State regulators previously told Reuters the EPA was considering establishing a set date after which the spraying of dicamba weed killers on growing crops would not be allowed. Arkansas is independently weighing an April 15, 2018, deadline.
But Tony Cofer of the Alabama Department of Agriculture said such a cutoff date would not match Baris’ goal of maintaining dicamba’s usefulness.
“That type of restriction would not be something they’re probably considering, in all practicality, if they wanted to continue use of the product,” said Cofer, director of the state’s Pesticide Management Division .
Monsanto has said the April 15, 2018, date would amount to a ban in Arkansas because the chemical was designed to be sprayed over the genetically engineered crops during the summer growing season.
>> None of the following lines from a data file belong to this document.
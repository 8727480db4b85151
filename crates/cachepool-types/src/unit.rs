//! Units that size a resource pool.
//!
//! A pool is sized either by a number of entries or by an amount of memory.
//! Unit names are matched case-insensitively, so `"kb"`, `"KB"` and `"kB"`
//! all name [`MemoryUnit::KB`].

use std::fmt;
use std::str::FromStr;

use dashu::integer::UBig;
use serde::{Deserialize, Serialize};

use cachepool_error::PoolError;

/// Name of the count unit.
pub const ENTRIES: &str = "entries";

/// Byte-scaled memory units, each 1024 times the previous one.
#[derive(Debug, Clone, Copy, PartialEq, Eq, Hash, PartialOrd, Ord, Serialize, Deserialize)]
pub enum MemoryUnit {
    B,
    KB,
    MB,
    GB,
    TB,
    PB,
}

impl MemoryUnit {
    pub const ALL: [MemoryUnit; 6] = [
        MemoryUnit::B,
        MemoryUnit::KB,
        MemoryUnit::MB,
        MemoryUnit::GB,
        MemoryUnit::TB,
        MemoryUnit::PB,
    ];

    /// Canonical name, as written in configuration files
    pub fn name(&self) -> &'static str {
        match self {
            MemoryUnit::B => "B",
            MemoryUnit::KB => "kB",
            MemoryUnit::MB => "MB",
            MemoryUnit::GB => "GB",
            MemoryUnit::TB => "TB",
            MemoryUnit::PB => "PB",
        }
    }

    fn shift(&self) -> usize {
        match self {
            MemoryUnit::B => 0,
            MemoryUnit::KB => 10,
            MemoryUnit::MB => 20,
            MemoryUnit::GB => 30,
            MemoryUnit::TB => 40,
            MemoryUnit::PB => 50,
        }
    }

    /// Look up a unit by name, ignoring case
    pub fn from_name(name: &str) -> Option<Self> {
        Self::ALL
            .iter()
            .copied()
            .find(|unit| unit.name().eq_ignore_ascii_case(name))
    }

    /// Number of bytes in `size` of this unit
    pub fn to_bytes(&self, size: &UBig) -> UBig {
        size << self.shift()
    }

    /// Express `size` of this unit in `target`, rounding down
    pub fn convert(&self, size: &UBig, target: MemoryUnit) -> UBig {
        let (from, to) = (self.shift(), target.shift());
        if from >= to {
            size << (from - to)
        } else {
            size >> (to - from)
        }
    }
}

impl fmt::Display for MemoryUnit {
    fn fmt(&self, f: &mut fmt::Formatter<'_>) -> fmt::Result {
        f.write_str(self.name())
    }
}

impl FromStr for MemoryUnit {
    type Err = PoolError;

    fn from_str(s: &str) -> Result<Self, Self::Err> {
        MemoryUnit::from_name(s).ok_or_else(|| PoolError::UnknownUnit(s.to_string()))
    }
}

/// Unit of a sized resource pool: a count of entries or an amount of memory.
#[derive(Debug, Clone, Copy, PartialEq, Eq, Hash, Serialize, Deserialize)]
pub enum ResourceUnit {
    Entries,
    Memory(MemoryUnit),
}

impl ResourceUnit {
    pub fn name(&self) -> &'static str {
        match self {
            ResourceUnit::Entries => ENTRIES,
            ResourceUnit::Memory(unit) => unit.name(),
        }
    }

    pub fn is_memory(&self) -> bool {
        matches!(self, ResourceUnit::Memory(_))
    }

    pub fn as_memory(&self) -> Option<MemoryUnit> {
        match self {
            ResourceUnit::Memory(unit) => Some(*unit),
            ResourceUnit::Entries => None,
        }
    }

    /// Whether sizes in the two units can be compared
    pub fn is_compatible(&self, other: &ResourceUnit) -> bool {
        self.is_memory() == other.is_memory()
    }
}

impl From<MemoryUnit> for ResourceUnit {
    fn from(unit: MemoryUnit) -> Self {
        ResourceUnit::Memory(unit)
    }
}

impl fmt::Display for ResourceUnit {
    fn fmt(&self, f: &mut fmt::Formatter<'_>) -> fmt::Result {
        f.write_str(self.name())
    }
}

impl FromStr for ResourceUnit {
    type Err = PoolError;

    fn from_str(s: &str) -> Result<Self, Self::Err> {
        if s.eq_ignore_ascii_case(ENTRIES) {
            Ok(ResourceUnit::Entries)
        } else {
            s.parse::<MemoryUnit>().map(ResourceUnit::Memory)
        }
    }
}
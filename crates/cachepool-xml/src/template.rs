//! Cache elements as seen by the resource parser.
//!
//! [`CacheTemplate`] is the read side: the id of a cache or cache template,
//! its heap shorthand and its raw resource elements. [`CacheType`] is the
//! write side: a cache element whose resources get replaced.

use cachepool_error::{XmlConfigurationError, XmlResult};

use crate::codec::CoreSchemaCodec;
use crate::dom::XmlElement;
use crate::model::HeapResource;
use crate::schema;

/// Resource declarations of one `<cache>` or `<cache-template>`
#[derive(Debug, Clone, PartialEq, Eq)]
pub struct CacheTemplate {
    id: String,
    heap: Option<HeapResource>,
    resources: Vec<XmlElement>,
    // A `<resources>` block was present, even if empty
    resources_declared: bool,
}

impl CacheTemplate {
    pub fn new(id: impl Into<String>) -> Self {
        Self {
            id: id.into(),
            heap: None,
            resources: Vec::new(),
            resources_declared: false,
        }
    }

    pub fn with_heap(mut self, heap: HeapResource) -> Self {
        self.heap = Some(heap);
        self
    }

    pub fn with_resource(mut self, resource: XmlElement) -> Self {
        self.resources.push(resource);
        self.resources_declared = true;
        self
    }

    pub fn with_resources(mut self, resources: impl IntoIterator<Item = XmlElement>) -> Self {
        self.resources.extend(resources);
        self.resources_declared = true;
        self
    }

    /// Alias of a cache or name of a template
    pub fn id(&self) -> &str {
        &self.id
    }

    /// The `<heap>` shorthand, if declared
    pub fn heap(&self) -> Option<&HeapResource> {
        self.heap.as_ref()
    }

    /// Children of `<resources>`, in document order
    pub fn resources(&self) -> &[XmlElement] {
        &self.resources
    }

    /// False when the element relies on a template for its tiers
    pub fn declares_resources(&self) -> bool {
        self.heap.is_some() || self.resources_declared
    }

    /// Read a core `<cache>` or `<cache-template>` element
    pub fn from_element(element: &XmlElement, codec: &CoreSchemaCodec) -> XmlResult<Self> {
        let id = cache_id(element, codec)?;
        let ns = codec.namespace();

        let heap = element
            .child(ns, schema::HEAP)
            .map(|heap| codec.decode_heap(heap))
            .transpose()?;
        let block = element.child(ns, schema::RESOURCES);
        let resources = block
            .map(|resources| resources.children().to_vec())
            .unwrap_or_default();

        Ok(Self {
            id: id.to_string(),
            heap,
            resources,
            resources_declared: block.is_some(),
        })
    }
}

/// A cache element whose resources can be rewritten.
///
/// Everything but the `<heap>` shorthand and the `<resources>` block is kept
/// as is; new resources are written where the old ones were.
#[derive(Debug, Clone, PartialEq, Eq)]
pub struct CacheType {
    id: String,
    shell: XmlElement,
    children: Vec<XmlElement>,
    resources_at: usize,
    resources: Vec<XmlElement>,
}

impl CacheType {
    /// An empty `<cache alias="…">` in the given core namespace
    pub fn new(namespace: &str, alias: impl Into<String>) -> Self {
        let alias = alias.into();
        Self {
            shell: XmlElement::namespaced(namespace, schema::CACHE)
                .with_attribute(schema::ALIAS_ATTRIBUTE, alias.as_str()),
            id: alias,
            children: Vec::new(),
            resources_at: 0,
            resources: Vec::new(),
        }
    }

    pub fn from_element(element: &XmlElement, codec: &CoreSchemaCodec) -> XmlResult<Self> {
        let id = cache_id(element, codec)?.to_string();
        let ns = codec.namespace();

        let mut children = Vec::new();
        let mut resources_at = None;
        for child in element.children() {
            if child.is(ns, schema::HEAP) || child.is(ns, schema::RESOURCES) {
                resources_at.get_or_insert(children.len());
            } else {
                children.push(child.clone());
            }
        }

        Ok(Self {
            id,
            shell: element.shallow_clone(),
            resources_at: resources_at.unwrap_or(children.len()),
            children,
            resources: Vec::new(),
        })
    }

    pub fn id(&self) -> &str {
        &self.id
    }

    pub fn resources(&self) -> &[XmlElement] {
        &self.resources
    }

    /// Replace the resources of this cache
    pub fn with_resources(mut self, resources: Vec<XmlElement>) -> Self {
        self.resources = resources;
        self
    }

    /// Rebuild the cache element with its current resources
    pub fn to_element(&self) -> XmlElement {
        let (before, after) = self.children.split_at(self.resources_at.min(self.children.len()));
        let mut element = self.shell.clone().with_children(before.iter().cloned());

        if !self.resources.is_empty() {
            let block = match self.shell.namespace() {
                Some(ns) => XmlElement::namespaced(ns, schema::RESOURCES),
                None => XmlElement::new(schema::RESOURCES),
            };
            element.push_child(block.with_children(self.resources.iter().cloned()));
        }

        element.with_children(after.iter().cloned())
    }
}

fn cache_id<'a>(element: &'a XmlElement, codec: &CoreSchemaCodec) -> XmlResult<&'a str> {
    let ns = codec.namespace();
    let id_attribute = if element.is(ns, schema::CACHE) {
        schema::ALIAS_ATTRIBUTE
    } else if element.is(ns, schema::CACHE_TEMPLATE) {
        schema::NAME_ATTRIBUTE
    } else {
        return Err(XmlConfigurationError::unmarshal(
            element.to_string(),
            "expected a cache or cache-template element",
        ));
    };

    element.attribute(id_attribute).ok_or_else(|| {
        XmlConfigurationError::unmarshal(
            element.to_string(),
            format!("missing '{}' attribute", id_attribute),
        )
    })
}
//! CLI Error Handling
//!
//! Prints errors to the terminal with colors, walks the cause chain in
//! verbose mode and picks the process exit code.

//-----------------------------------------------------------------------------
// CLI Error Handling
//-----------------------------------------------------------------------------

use colored::Colorize;
use serde_json::{json, Value};

use cachepool_error::{CachePoolError, ErrorMessage, XmlConfigurationError};

/// Exit code for configuration and usage errors
pub const EXIT_CONFIGURATION: i32 = 1;

/// Exit code for internal consistency failures
pub const EXIT_DEFECT: i32 = 70;

/// Shared error handler for command line operations
#[derive(Debug, Clone)]
pub struct CliErrorHandler {
    pub verbose: bool,
    pub json: bool,
}

impl CliErrorHandler {
    pub fn new(verbose: bool, json: bool) -> Self {
        Self { verbose, json }
    }

    /// Report an error and return the exit code to use
    pub fn handle_error(&self, error: &anyhow::Error) -> i32 {
        let report = self.error_report(error);

        if self.json {
            eprintln!("{}", report);
        } else {
            eprintln!("{} {}", "Error:".red().bold(), error);
            if self.verbose {
                if let Some(code) = report.get("code").and_then(Value::as_str) {
                    eprintln!("  {} {}", "code:".dimmed(), code);
                }
                for cause in error.chain().skip(1) {
                    eprintln!("  {} {}", "caused by:".yellow(), cause);
                }
            }
        }

        if is_defect(error) {
            EXIT_DEFECT
        } else {
            EXIT_CONFIGURATION
        }
    }

    /// Structured form of an error, with its code when it has one
    pub fn error_report(&self, error: &anyhow::Error) -> Value {
        match error.downcast_ref::<XmlConfigurationError>() {
            Some(xml) => {
                let message = ErrorMessage::from_error(xml);
                json!({
                    "error": message.message,
                    "code": message.code.to_string(),
                    "domain": message.domain.to_string(),
                    "defect": message.defect,
                })
            }
            None => json!({ "error": error.to_string() }),
        }
    }
}

fn is_defect(error: &anyhow::Error) -> bool {
    error
        .downcast_ref::<XmlConfigurationError>()
        .map(CachePoolError::is_defect)
        .unwrap_or(false)
}
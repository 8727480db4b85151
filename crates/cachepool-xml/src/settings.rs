//! Parser and writer settings.
//!
//! Settings can be built in code or loaded from a TOML file:
//!
//! ```toml
//! core_namespace = "http://www.ehcache.org/v3"
//! strict_attributes = true
//!
//! [writer]
//! indent = 2
//! write_declaration = true
//!
//! [writer.prefixes]
//! "http://www.ehcache.org/v3" = "ehcache"
//! ```

use std::collections::BTreeMap;
use std::path::Path;

use serde::{Deserialize, Serialize};

use cachepool_error::{XmlConfigurationError, XmlResult};

use crate::schema;

/// Settings of the resource configuration parser
#[derive(Debug, Clone, PartialEq, Eq, Serialize, Deserialize)]
#[serde(default)]
pub struct ParserSettings {
    /// Namespace of the core schema elements
    pub core_namespace: String,

    /// Reject undeclared attributes on core resource elements
    pub strict_attributes: bool,

    /// How elements are written out
    pub writer: WriterSettings,
}

/// Settings of the XML writer
#[derive(Debug, Clone, PartialEq, Eq, Serialize, Deserialize)]
#[serde(default)]
pub struct WriterSettings {
    /// Spaces per nesting level; 0 writes everything on one line
    pub indent: usize,

    /// Emit an `<?xml …?>` declaration
    pub write_declaration: bool,

    /// Preferred prefix per namespace URI
    pub prefixes: BTreeMap<String, String>,
}

impl Default for ParserSettings {
    fn default() -> Self {
        Self {
            core_namespace: schema::CORE_SCHEMA_NAMESPACE.to_string(),
            strict_attributes: true,
            writer: WriterSettings::default(),
        }
    }
}

impl Default for WriterSettings {
    fn default() -> Self {
        let mut prefixes = BTreeMap::new();
        prefixes.insert(
            schema::CORE_SCHEMA_NAMESPACE.to_string(),
            schema::CORE_SCHEMA_PREFIX.to_string(),
        );
        Self {
            indent: 2,
            write_declaration: true,
            prefixes,
        }
    }
}

impl ParserSettings {
    pub fn new() -> Self {
        Self::default()
    }

    /// Use a different namespace for the core elements
    pub fn with_core_namespace(mut self, namespace: impl Into<String>) -> Self {
        self.core_namespace = namespace.into();
        self
    }

    pub fn with_strict_attributes(mut self, strict: bool) -> Self {
        self.strict_attributes = strict;
        self
    }

    pub fn with_indent(mut self, indent: usize) -> Self {
        self.writer.indent = indent;
        self
    }

    pub fn with_declaration(mut self, write_declaration: bool) -> Self {
        self.writer.write_declaration = write_declaration;
        self
    }

    /// Prefer `prefix` when writing elements of `namespace`
    pub fn with_prefix(mut self, namespace: impl Into<String>, prefix: impl Into<String>) -> Self {
        self.writer.prefixes.insert(namespace.into(), prefix.into());
        self
    }

    pub fn from_toml_str(content: &str) -> XmlResult<Self> {
        toml::from_str(content).map_err(|e| XmlConfigurationError::Settings(e.to_string()))
    }

    pub fn to_toml_string(&self) -> XmlResult<String> {
        toml::to_string_pretty(self).map_err(|e| XmlConfigurationError::Settings(e.to_string()))
    }

    /// Load settings from a TOML file
    pub fn from_toml_file(path: impl AsRef<Path>) -> XmlResult<Self> {
        let content = std::fs::read_to_string(path)?;
        Self::from_toml_str(&content)
    }

    /// Save settings to a TOML file
    pub fn to_toml_file(&self, path: impl AsRef<Path>) -> XmlResult<()> {
        let content = self.to_toml_string()?;
        std::fs::write(path, content)?;
        Ok(())
    }
}
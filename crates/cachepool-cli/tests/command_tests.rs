//! Integration tests for the inspect and normalize commands

use anyhow::Result;

use cachepool_cli::commands::{
    build_parser, inspect_document, load_settings, normalize_document, NormalizeCommand,
};
use cachepool_xml::schema::CORE_SCHEMA_NAMESPACE as CORE;
use cachepool_xml::{ParserSettings, XmlConfigurationError, XmlElement};

const CONFIG: &str = r#"<?xml version="1.0" encoding="UTF-8"?>
<config xmlns="http://www.ehcache.org/v3" xmlns:tc="http://www.ehcache.org/v3/clustered">
  <cache alias="users">
    <key-type>java.lang.Long</key-type>
    <heap unit="Entries">500</heap>
  </cache>
  <cache alias="sessions">
    <resources>
      <offheap unit="mb">32</offheap>
      <tc:clustered-dedicated from="main" unit="GB">2</tc:clustered-dedicated>
    </resources>
  </cache>
</config>"#;

#[test]
fn test_inspect_reports_every_cache() -> Result<()> {
    let parser = build_parser(&ParserSettings::default())?;
    let reports = inspect_document(CONFIG, &parser)?;

    assert_eq!(reports.len(), 2);
    assert_eq!(reports[0].id, "users");
    assert_eq!(reports[0].tiers[0].unit.as_deref(), Some("entries"));

    let sessions = &reports[1];
    assert_eq!(sessions.tiers.len(), 2);
    assert_eq!(sessions.tiers[1].resource, "clustered-dedicated");
    assert!(sessions.tiers[1].persistent);

    let json = serde_json::to_value(&reports)?;
    assert_eq!(json[1]["tiers"][0]["size"], "32");
    Ok(())
}

#[test]
fn test_normalize_writes_canonical_resources() -> Result<()> {
    let parser = build_parser(&ParserSettings::default())?;
    let normalized = normalize_document(CONFIG, &parser)?;

    assert!(normalized.starts_with("<?xml"));
    assert!(normalized.contains("xmlns:tc=\"http://www.ehcache.org/v3/clustered\""));

    let root = XmlElement::parse_str(&normalized)?;
    let users = &root.children()[0];
    assert!(users.child(CORE, "heap").is_none());
    let heap = users.child(CORE, "resources").and_then(|r| r.child(CORE, "heap")).unwrap();
    assert_eq!(heap.attribute("unit"), Some("entries"));
    assert_eq!(users.children()[0].name(), "key-type");

    // Normalizing twice changes nothing
    assert_eq!(normalize_document(&normalized, &parser)?, normalized);
    Ok(())
}

#[test]
fn test_normalize_command_writes_output_file() -> Result<()> {
    let dir = tempfile::tempdir()?;
    let input = dir.path().join("ehcache.xml");
    let output = dir.path().join("normalized.xml");
    std::fs::write(&input, CONFIG)?;

    let parser = build_parser(&ParserSettings::default())?;
    NormalizeCommand { file: input, output: Some(output.clone()) }.execute(&parser)?;

    let written = std::fs::read_to_string(&output)?;
    assert!(written.contains("<ehcache:offheap unit=\"MB\">32</ehcache:offheap>"));
    Ok(())
}

#[test]
fn test_settings_file_controls_the_writer() -> Result<()> {
    let dir = tempfile::tempdir()?;
    let path = dir.path().join("cachepool.toml");
    std::fs::write(&path, "[writer]\nindent = 0\nwrite_declaration = false\n")?;

    let settings = load_settings(Some(&path))?;
    let parser = build_parser(&settings)?;
    let normalized = normalize_document(CONFIG, &parser)?;

    assert!(normalized.starts_with("<ehcache:config"));
    assert!(!normalized.contains('\n'));
    Ok(())
}

#[test]
fn test_errors_keep_their_configuration_type() -> Result<()> {
    let parser = build_parser(&ParserSettings::default())?;
    let xml = r#"<config xmlns="http://www.ehcache.org/v3"><cache alias="foo"><resources/></cache></config>"#;

    let err = inspect_document(xml, &parser).unwrap_err();
    assert!(err.to_string().contains("foo"));
    assert!(matches!(
        err.downcast_ref::<XmlConfigurationError>(),
        Some(XmlConfigurationError::NoResources { .. })
    ));
    Ok(())
}
// cachepool error handling framework
// Central location for error types, codes and the shared error trait

use std::any::Any;
use std::error::Error as StdError;
use std::fmt;

// Re-export for crates that derive their own errors
pub use thiserror;

pub mod types;
pub mod xml;

pub use types::{PoolError, PoolResult};
pub use xml::{XmlConfigurationError, XmlResult};

/// Error domains representing the different layers of the workspace
#[derive(Debug, Clone, Copy, PartialEq, Eq, Hash, serde::Serialize, serde::Deserialize)]
pub enum ErrorDomain {
    Types,
    Xml,
    External,
}

impl fmt::Display for ErrorDomain {
    fn fmt(&self, f: &mut fmt::Formatter<'_>) -> fmt::Result {
        match self {
            ErrorDomain::Types => write!(f, "types"),
            ErrorDomain::Xml => write!(f, "xml"),
            ErrorDomain::External => write!(f, "external"),
        }
    }
}

/// Error code structure for categorizing errors
#[derive(Debug, Clone, Copy, PartialEq, Eq, Hash, serde::Serialize, serde::Deserialize)]
pub struct ErrorCode(pub u32);

impl fmt::Display for ErrorCode {
    fn fmt(&self, f: &mut fmt::Formatter<'_>) -> fmt::Result {
        write!(f, "{:04}", self.0)
    }
}

/// Standard error message format for serialization
#[derive(Debug, Clone, serde::Serialize, serde::Deserialize)]
pub struct ErrorMessage {
    pub code: ErrorCode,
    pub domain: ErrorDomain,
    pub message: String,
    pub defect: bool,
}

impl ErrorMessage {
    /// Capture the serializable view of any error of the workspace
    pub fn from_error<E: CachePoolError + ?Sized>(err: &E) -> Self {
        Self {
            code: err.code(),
            domain: err.domain(),
            message: err.to_string(),
            defect: err.is_defect(),
        }
    }
}

/// Base trait for all errors raised by the cachepool crates.
pub trait CachePoolError: StdError + Send + Sync + Any + 'static {
    /// Numeric code, unique per variant.
    fn code(&self) -> ErrorCode;

    /// Layer that raised the error.
    fn domain(&self) -> ErrorDomain;

    /// True when the error signals a programming defect (model and code out
    /// of sync) rather than a problem with the user's configuration.
    fn is_defect(&self) -> bool {
        false
    }

    /// Returns this error as a `&dyn Any` to allow downcasting.
    fn as_any(&self) -> &dyn Any;
}
//! Command modules for the cachepool CLI

//-----------------------------------------------------------------------------
// Command Modules
//-----------------------------------------------------------------------------

pub mod inspect;
pub mod normalize;

pub use inspect::{inspect_document, CacheReport, InspectCommand, PoolReport};
pub use normalize::{normalize_document, NormalizeCommand};

//-----------------------------------------------------------------------------
// Shared Setup
//-----------------------------------------------------------------------------

use std::path::Path;
use std::sync::Arc;

use anyhow::{Context, Result};

use cachepool_xml::{
    ClusteredResourceConfigurationParser, ExtensionParserRegistry, ParserSettings,
    ResourceConfigurationParser,
};

/// Load parser settings, falling back to the defaults
pub fn load_settings(path: Option<&Path>) -> Result<ParserSettings> {
    match path {
        Some(path) => ParserSettings::from_toml_file(path)
            .with_context(|| format!("failed to load settings from {}", path.display())),
        None => Ok(ParserSettings::default()),
    }
}

/// A parser knowing every extension shipped with the tools
pub fn build_parser(settings: &ParserSettings) -> Result<ResourceConfigurationParser> {
    let registry = ExtensionParserRegistry::builder()
        .register(ClusteredResourceConfigurationParser::new())
        .build()?;
    Ok(ResourceConfigurationParser::new(settings, Arc::new(registry)))
}
//! Normalize command: rewrite cache resources in canonical form

use std::path::PathBuf;

use anyhow::{Context, Result};
use colored::Colorize;
use tracing::info;

use cachepool_xml::{normalize_resources, ResourceConfigurationParser, XmlElement};

/// Parse a document, rewrite every cache's resources and serialize it again
pub fn normalize_document(xml: &str, parser: &ResourceConfigurationParser) -> Result<String> {
    let root = XmlElement::parse_str(xml)?;
    let normalized = normalize_resources(&root, parser)?;
    Ok(normalized.to_xml_string(&parser.writer_settings())?)
}

#[derive(Debug, Clone)]
pub struct NormalizeCommand {
    pub file: PathBuf,
    pub output: Option<PathBuf>,
}

impl NormalizeCommand {
    pub fn execute(&self, parser: &ResourceConfigurationParser) -> Result<()> {
        let xml = std::fs::read_to_string(&self.file)
            .with_context(|| format!("failed to read {}", self.file.display()))?;
        let normalized = normalize_document(&xml, parser)?;

        match &self.output {
            Some(path) => {
                std::fs::write(path, &normalized)
                    .with_context(|| format!("failed to write {}", path.display()))?;
                info!(input = %self.file.display(), output = %path.display(), "wrote normalized configuration");
                eprintln!("{} {}", "Wrote".green().bold(), path.display());
            }
            None => println!("{}", normalized),
        }
        Ok(())
    }
}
Arkansas previously blocked sales of Monsanto’s dicamba herbicide in the state.
Arkansas farmers petition to reject dicamba ban
Farmers in Arkansas who planted 34% (1.2 million) of the state’s soybeans recently filed a petition in response to the proposed April 15 ban on dicamba products. The group opposes the ban proposed by the Dicamba Task Force, saying they want access to the technology in season.
The farmers supporting in-season use of dicamba say they’ve “seen first-hand the successes of dicamba technology in controlling the presence of pigweed” and “been impressed by significant improvements in yield.” The petition began September 15 and represents farmers from 22 Arkansas counties.
This petition outlines what supporters consider key issues with the proposed ban including:
1.Restrictions would cause financial losses to farmers as alternate platforms for pigweed management are not competitive with dicamba based technology.
2.The Task Force was not representative of the majority of Arkansas farmers and these producers’ concerns were not adequately addressed.
3.Pigweed is a major problem in Arkansas and the state should not be the only state in the South not allowed to use dicamba. Instead, a May 25th cutoff date and one mile buffer would reduce or eliminate all injury that occurred in Arkansas in 2017.
Leading the charge are Arkansas farmers Michael McCarty, Tom Burnham, Becton Bell, Perry Galloway, Greg Hart, Franklin Fogleman and Matt Smith who will also be presenting their recommendations on the matter to the Arkansas Dicamba Task Force and the full State Plant Board.
Their recommendations include, but aren’t limited to: no sale or use of DMA or DGA dicamba with the exception of Xtendimax, FeXapan or Engenia (BAPMA formulation); cut off dates consisting of zones from April 15 to May 25 based on north to south geographies; restricting application between 8:00 a.m. and 4:00 p.m. after May 15 or anytime ambient temperature exceeds 88° after April 15; a one mile buffer in any direction of susceptible crops unless there is a written waiver from all parties; and a very restrictive permit to apply in extreme cases to be monitored by the Plant Board.
“We realize that these ideas will not satisfy all parties,” farmers said in their open letter to the Arkansas State Plant Board. “We are merely trying to facilitate a compromise.”